• [Problem requirements]: The records under this task must be duplicated exactly.

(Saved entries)
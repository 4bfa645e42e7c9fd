//! Tests for plant code generation, form validation and QR naming

use proptest::prelude::*;
use shared::{
    format_plant_code, next_plant_code, qr_download_filename, qr_image_url,
    validate_plant_code, validate_plant_input, PlantInput, DEFAULT_QR_ENDPOINT,
    MAX_POSITION_NUMBER, MAX_ROW_NUMBER,
};

fn input(field: i32, row: i32, position: i32) -> PlantInput {
    PlantInput {
        field_number: field,
        row_number: row,
        position_number: position,
        variety: None,
        description: None,
    }
}

mod codes {
    use super::*;

    #[test]
    fn first_plant_code() {
        assert_eq!(next_plant_code(0, 0), "PLT-000001");
    }

    #[test]
    fn retry_moves_to_next_sequence() {
        assert_eq!(next_plant_code(41, 0), "PLT-000042");
        assert_eq!(next_plant_code(41, 2), "PLT-000044");
    }

    #[test]
    fn wide_sequence_is_not_truncated() {
        assert_eq!(format_plant_code(1_234_567), "PLT-1234567");
    }

    #[test]
    fn qr_names_follow_code() {
        assert_eq!(qr_download_filename("PLT-000007"), "QR_PLT-000007.png");
        assert!(qr_image_url(DEFAULT_QR_ENDPOINT, "PLT-000007", 512).contains("data=PLT-000007"));
    }
}

mod form {
    use super::*;

    #[test]
    fn valid_input_passes() {
        assert!(validate_plant_input(&input(1, 1, 1)).is_ok());
    }

    #[test]
    fn every_failing_field_is_reported() {
        let errors = validate_plant_input(&input(0, 0, 1)).unwrap_err();
        let fields: Vec<&str> = errors.iter().map(|e| e.field.as_str()).collect();
        assert_eq!(fields, vec!["field_number", "row_number"]);
    }

    #[test]
    fn placement_beyond_grid_limits_rejected() {
        assert!(validate_plant_input(&input(1, MAX_ROW_NUMBER, MAX_POSITION_NUMBER)).is_ok());

        let errors = validate_plant_input(&input(1, 2_000_000, 2_000_000)).unwrap_err();
        let fields: Vec<&str> = errors.iter().map(|e| e.field.as_str()).collect();
        assert_eq!(fields, vec!["position_number", "row_number"]);
    }

    #[test]
    fn long_variety_rejected() {
        let mut long = input(1, 1, 1);
        long.variety = Some("x".repeat(101));
        let errors = validate_plant_input(&long).unwrap_err();
        assert_eq!(errors[0].field, "variety");
    }

    #[test]
    fn blank_text_normalized_away() {
        let mut raw = input(1, 1, 1);
        raw.variety = Some("  ".to_string());
        raw.description = Some(" borde norte ".to_string());
        let normalized = raw.normalized();
        assert_eq!(normalized.variety, None);
        assert_eq!(normalized.description.as_deref(), Some("borde norte"));
    }
}

// ============================================================================
// Property-Based Tests
// ============================================================================

mod property_tests {
    use super::*;

    proptest! {
        #![proptest_config(ProptestConfig::with_cases(200))]

        /// Generated codes below a million are well-formed
        #[test]
        fn prop_generated_codes_valid(count in 0u64..999_990u64, attempt in 0u32..5u32) {
            let code = next_plant_code(count, attempt);
            prop_assert!(validate_plant_code(&code).is_ok());
        }

        /// Successive attempts produce distinct codes
        #[test]
        fn prop_attempts_distinct(count in 0u64..100_000u64, a in 0u32..5u32, b in 0u32..5u32) {
            prop_assume!(a != b);
            prop_assert_ne!(next_plant_code(count, a), next_plant_code(count, b));
        }

        /// Positive coordinates always validate
        #[test]
        fn prop_positive_coordinates_valid(f in 1i32..100, r in 1i32..100, p in 1i32..100) {
            prop_assert!(validate_plant_input(&input(f, r, p)).is_ok());
        }

        /// A non-positive coordinate is always reported
        #[test]
        fn prop_non_positive_rejected(bad in -50i32..=0) {
            prop_assert!(validate_plant_input(&input(1, 1, bad)).is_err());
        }
    }
}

• [Answer to this exercise]:
repository 4bfa645e42e7c9fd
//! Tests for plant code generation, form validation and QR naming

use proptest::prelude::*;
use shared::{
    format_plant_code, next_plant_code, qr_download_filename, qr_image_url,
    validate_plant_code, validate_plant_input, PlantInput, DEFAULT_QR_ENDPOINT,
    MAX_POSITION_NUMBER, MAX_ROW_NUMBER,
};

fn input(field: i32, row: i32, position: i32) -> PlantInput {
    PlantInput {
        field_number: field,
        row_number: row,
        position_number: position,
        variety: None,
        description: None,
    }
}

mod codes {
    use super::*;

    #[test]
    fn first_plant_code() {
        assert_eq!(next_plant_code(0, 0), "PLT-000001");
    }

    #[test]
    fn retry_moves_to_next_sequence() {
        assert_eq!(next_plant_code(41, 0), "PLT-000042");
        assert_eq!(next_plant_code(41, 2), "PLT-000044");
    }

    #[test]
    fn wide_sequence_is_not_truncated() {
        assert_eq!(format_plant_code(1_234_567), "PLT-1234567");
    }

    #[test]
    fn qr_names_follow_code() {
        assert_eq!(qr_download_filename("PLT-000007"), "QR_PLT-000007.png");
        assert!(qr_image_url(DEFAULT_QR_ENDPOINT, "PLT-000007", 512).contains("data=PLT-000007"));
    }
}

mod form {
    use super::*;

    #[test]
    fn valid_input_passes() {
        assert!(validate_plant_input(&input(1, 1, 1)).is_ok());
    }

    #[test]
    fn every_failing_field_is_reported() {
        let errors = validate_plant_input(&input(0, 0, 1)).unwrap_err();
        let fields: Vec<&str> = errors.iter().map(|e| e.field.as_str()).collect();
        assert_eq!(fields, vec!["field_number", "row_number"]);
    }

    #[test]
    fn placement_beyond_grid_limits_rejected() {
        assert!(validate_plant_input(&input(1, MAX_ROW_NUMBER, MAX_POSITION_NUMBER)).is_ok());

        let errors = validate_plant_input(&input(1, 2_000_000, 2_000_000)).unwrap_err();
        let fields: Vec<&str> = errors.iter().map(|e| e.field.as_str()).collect();
        assert_eq!(fields, vec!["position_number", "row_number"]);
    }

    #[test]
    fn long_variety_rejected() {
        let mut long = input(1, 1, 1);
        long.variety = Some("x".repeat(101));
        let errors = validate_plant_input(&long).unwrap_err();
        assert_eq!(errors[0].field, "variety");
    }

    #[test]
    fn blank_text_normalized_away() {
        let mut raw = input(1, 1, 1);
        raw.variety = Some("  ".to_string());
        raw.description = Some(" borde norte ".to_string());
        let normalized = raw.normalized();
        assert_eq!(normalized.variety, None);
        assert_eq!(normalized.description.as_deref(), Some("borde norte"));
    }
}

// ============================================================================
// Property-Based Tests
// ============================================================================

mod property_tests {
    use super::*;

    proptest! {
        #![proptest_config(ProptestConfig::with_cases(200))]

        /// Generated codes below a million are well-formed
        #[test]
        fn prop_generated_codes_valid(count in 0u64..999_990u64, attempt in 0u32..5u32) {
            let code = next_plant_code(count, attempt);
            prop_assert!(validate_plant_code(&code).is_ok());
        }

        /// Successive attempts produce distinct codes
        #[test]
        fn prop_attempts_distinct(count in 0u64..100_000u64, a in 0u32..5u32, b in 0u32..5u32) {
            prop_assume!(a != b);
            prop_assert_ne!(next_plant_code(count, a), next_plant_code(count, b));
        }

        /// Positive coordinates always validate
        #[test]
        fn prop_positive_coordinates_valid(f in 1i32..100, r in 1i32..100, p in 1i32..100) {
            prop_assert!(validate_plant_input(&input(f, r, p)).is_ok());
        }

        /// A non-positive coordinate is always reported
        #[test]
        fn prop_non_positive_rejected(bad in -50i32..=0) {
            prop_assert!(validate_plant_input(&input(1, 1, bad)).is_err());
        }
    }
}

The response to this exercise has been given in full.